Tachycardia, meaning the heart rate is very fast, causes inner heart failure in many patients. The severity differs from patient to patient. For instance, in some patients, the heart's pumping function would still be preserved, but they cannot increase their exercise capacity tolerance. The patients are simply out of breath, just sitting. In a check, experts say the severity of a patient's original case of COVID 19 often says little about how they might experience long-COVID symptoms. Whether you get it or not doesn't even seem to correlate very well with how severely you had the acute infection because it was simply to do with how hard the virus had hit you.

You'd imagine that the people who'd perhaps been hospitalized had a high viral load and had a very explicit disease would be most at risk for this, but that's not really the case. However, the first week of COVID can indicate whether a patient develops long COVID or not. Those patients who show many different symptoms in the first week are at a higher risk of long COVID. Researchers insist that it's still too early to draw firm conclusions from this data, but tracking patients' early symptoms is seen as important.

This nightmare is a story that we're narrating in real-time, and we don't know how long it's going to go on or how it's going to end. We don't know if this new disease we're talking about is a six-month story, a six-year story, or a lifelong story. But whatever it is, it would be beneficial if you could spot it earlier and do something to prevent it.

Researchers found that people with asthma were more likely to develop long COVID. Studies into these risk factors and long COVID complications as a whole are ongoing. We need a year or two to be sure what is actually the true long-term effect. We do not have this data, everything about this virus whenever we thought we were confident and had it sorted. In the beginning, people used to tell it's a bit like flu every time because they could see that its nearest neighbour is the common cold viruses where people treated it as a neighbour of the common cold. Every time we had assumptions, we were wildly wrong and had to rewrite the textbook. For the time being, experts are hoping to draw parallels from similar diseases to be able to deal with patients' symptoms. However, the problem comes when a patient shows different symptoms at different times.

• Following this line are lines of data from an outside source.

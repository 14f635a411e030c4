//! HTTP client wrapper for the retrieval/generation backend.

use crate::config::Config;
use crate::gateway::health::probe_health;
use crate::gateway::types::{
    ChatAnswer, ChatQuery, ChatResponseWire, Chunk, ChunkBatch, ChunkRequestBody,
    ChunkResponseWire, CreateSessionBody, EmbedRequestBody, EmbedResponseWire, EmbedSummary,
    GatewayError, HealthReport, SessionRecord, SessionRecordWire,
};
use crate::session::SourceType;
use async_trait::async_trait;
use reqwest::{Client, Method};
use serde::de::DeserializeOwned;
use std::time::Duration;

/// Typed boundary to the backend's session, ingestion, chat, and health endpoints.
#[async_trait]
pub trait RemoteGateway: Send + Sync {
    /// Create a session scoped to `source_type`.
    async fn create_session(&self, source_type: SourceType)
    -> Result<SessionRecord, GatewayError>;

    /// Delete a session and everything ingested into it.
    async fn delete_session(&self, session_id: &str) -> Result<(), GatewayError>;

    /// Fetch the backend's record of a session.
    async fn get_session(&self, session_id: &str) -> Result<SessionRecord, GatewayError>;

    /// Split `text` into chunks stored under the session.
    async fn chunk_text(
        &self,
        session_id: &str,
        text: &str,
        source_type: SourceType,
    ) -> Result<ChunkBatch, GatewayError>;

    /// Embed previously produced chunks into the session's vector index.
    async fn embed_chunks(
        &self,
        session_id: &str,
        chunks: &[Chunk],
    ) -> Result<EmbedSummary, GatewayError>;

    /// Ask a question grounded in the session's chunks.
    async fn chat(&self, query: ChatQuery) -> Result<ChatAnswer, GatewayError>;

    /// Probe backend reachability. Never fails; problems are reported in the result.
    async fn health(&self) -> HealthReport;
}

/// [`RemoteGateway`] over HTTP/JSON.
pub struct HttpGateway {
    pub(crate) client: Client,
    pub(crate) base_url: String,
    pub(crate) health_timeout: Duration,
}

impl HttpGateway {
    /// Construct a client for `base_url`.
    pub fn new(base_url: &str, health_timeout: Duration) -> Result<Self, GatewayError> {
        let client = Client::builder()
            .user_agent("resumelens/0.1")
            .build()
            .map_err(|err| GatewayError::InvalidUrl(err.to_string()))?;
        let base_url = normalize_base_url(base_url).map_err(GatewayError::InvalidUrl)?;
        tracing::debug!(url = %base_url, ?health_timeout, "Initialized backend HTTP client");

        Ok(Self {
            client,
            base_url,
            health_timeout,
        })
    }

    /// Construct a client from the loaded configuration.
    pub fn from_config(config: &Config) -> Result<Self, GatewayError> {
        Self::new(&config.service_url, config.health_timeout())
    }

    /// Normalized base URL.
    pub fn base_url(&self) -> &str {
        &self.base_url
    }

    fn request(&self, method: Method, path: &str) -> (String, reqwest::RequestBuilder) {
        let url = format_endpoint(&self.base_url, path);
        let builder = self.client.request(method, &url);
        (url, builder)
    }

    async fn send(
        &self,
        url: &str,
        builder: reqwest::RequestBuilder,
    ) -> Result<reqwest::Response, GatewayError> {
        let response = builder
            .send()
            .await
            .map_err(|err| GatewayError::from_transport(url, err))?;

        if response.status().is_success() {
            return Ok(response);
        }

        let status = response.status();
        let body = response.text().await.unwrap_or_default();
        let error = GatewayError::from_response(status, &body);
        tracing::error!(url, error = %error, "Backend request failed");
        Err(error)
    }

    async fn send_json<T: DeserializeOwned>(
        &self,
        url: &str,
        builder: reqwest::RequestBuilder,
    ) -> Result<T, GatewayError> {
        let response = self.send(url, builder).await?;
        response
            .json::<T>()
            .await
            .map_err(|err| GatewayError::Decode(err.to_string()))
    }
}

#[async_trait]
impl RemoteGateway for HttpGateway {
    async fn create_session(
        &self,
        source_type: SourceType,
    ) -> Result<SessionRecord, GatewayError> {
        let (url, builder) = self.request(Method::POST, "api/session/create");
        let wire: SessionRecordWire = self
            .send_json(&url, builder.json(&CreateSessionBody { source_type }))
            .await?;
        let record = wire.into_record()?;
        tracing::debug!(session_id = %record.id, %source_type, "Session created");
        Ok(record)
    }

    async fn delete_session(&self, session_id: &str) -> Result<(), GatewayError> {
        let path = session_path(session_id)?;
        let (url, builder) = self.request(Method::DELETE, &path);
        self.send(&url, builder).await?;
        tracing::debug!(session_id, "Session deleted");
        Ok(())
    }

    async fn get_session(&self, session_id: &str) -> Result<SessionRecord, GatewayError> {
        let path = session_path(session_id)?;
        let (url, builder) = self.request(Method::GET, &path);
        let wire: SessionRecordWire = self.send_json(&url, builder).await?;
        wire.into_record()
    }

    async fn chunk_text(
        &self,
        session_id: &str,
        text: &str,
        source_type: SourceType,
    ) -> Result<ChunkBatch, GatewayError> {
        let (url, builder) = self.request(Method::POST, "api/chunk");
        let body = ChunkRequestBody {
            text,
            session_id,
            source_type,
        };
        let wire: ChunkResponseWire = self.send_json(&url, builder.json(&body)).await?;
        let batch = wire.into_batch(source_type);
        tracing::debug!(
            session_id,
            chunks = batch.chunks.len(),
            total_chunks = batch.total_chunks,
            "Document chunked"
        );
        Ok(batch)
    }

    async fn embed_chunks(
        &self,
        session_id: &str,
        chunks: &[Chunk],
    ) -> Result<EmbedSummary, GatewayError> {
        let (url, builder) = self.request(Method::POST, "api/embed");
        let body = EmbedRequestBody { session_id, chunks };
        let wire: EmbedResponseWire = self.send_json(&url, builder.json(&body)).await?;
        let summary = wire.into_summary(chunks.len());
        if !summary.success {
            return Err(GatewayError::Decode(
                "backend reported an unsuccessful embedding run".into(),
            ));
        }
        tracing::debug!(
            session_id,
            embeddings = summary.embedding_count,
            "Chunks embedded"
        );
        Ok(summary)
    }

    async fn chat(&self, query: ChatQuery) -> Result<ChatAnswer, GatewayError> {
        let (url, builder) = self.request(Method::POST, "api/rag/chat");
        let wire: ChatResponseWire = self.send_json(&url, builder.json(&query)).await?;
        Ok(wire.into())
    }

    async fn health(&self) -> HealthReport {
        probe_health(&self.client, &self.base_url, self.health_timeout).await
    }
}

fn session_path(session_id: &str) -> Result<String, GatewayError> {
    let trimmed = session_id.trim();
    if trimmed.is_empty() || trimmed.contains(['/', '?', '#']) {
        return Err(GatewayError::Validation(format!(
            "Invalid session id: '{session_id}'"
        )));
    }
    Ok(format!("api/session/{trimmed}"))
}

fn normalize_base_url(url: &str) -> Result<String, String> {
    let mut parsed = reqwest::Url::parse(url).map_err(|err| err.to_string())?;
    let path = parsed.path().trim_end_matches('/').to_string();
    parsed.set_path(&path);
    Ok(parsed.to_string())
}

pub(crate) fn format_endpoint(base: &str, path: &str) -> String {
    let base = base.trim_end_matches('/');
    let path = path.trim_start_matches('/');
    format!("{base}/{path}")
}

In most countries, our medicine is very clearly stratified into specialties. The cardiologist rarely speaks to the haematologist, and the haematologist rarely speaks to the respiratory physician. This lack of interoperability goes on and on and on, and you're either in one pathway or the other, and most of them aren't very good at speaking to each other. So, where on earth do you go if you're a patient who in January feels breathless, in February feels you've got heart pain, and then march feels you've got joint pain, and there is no pathway for you. I think we're all obligated to build that pathway.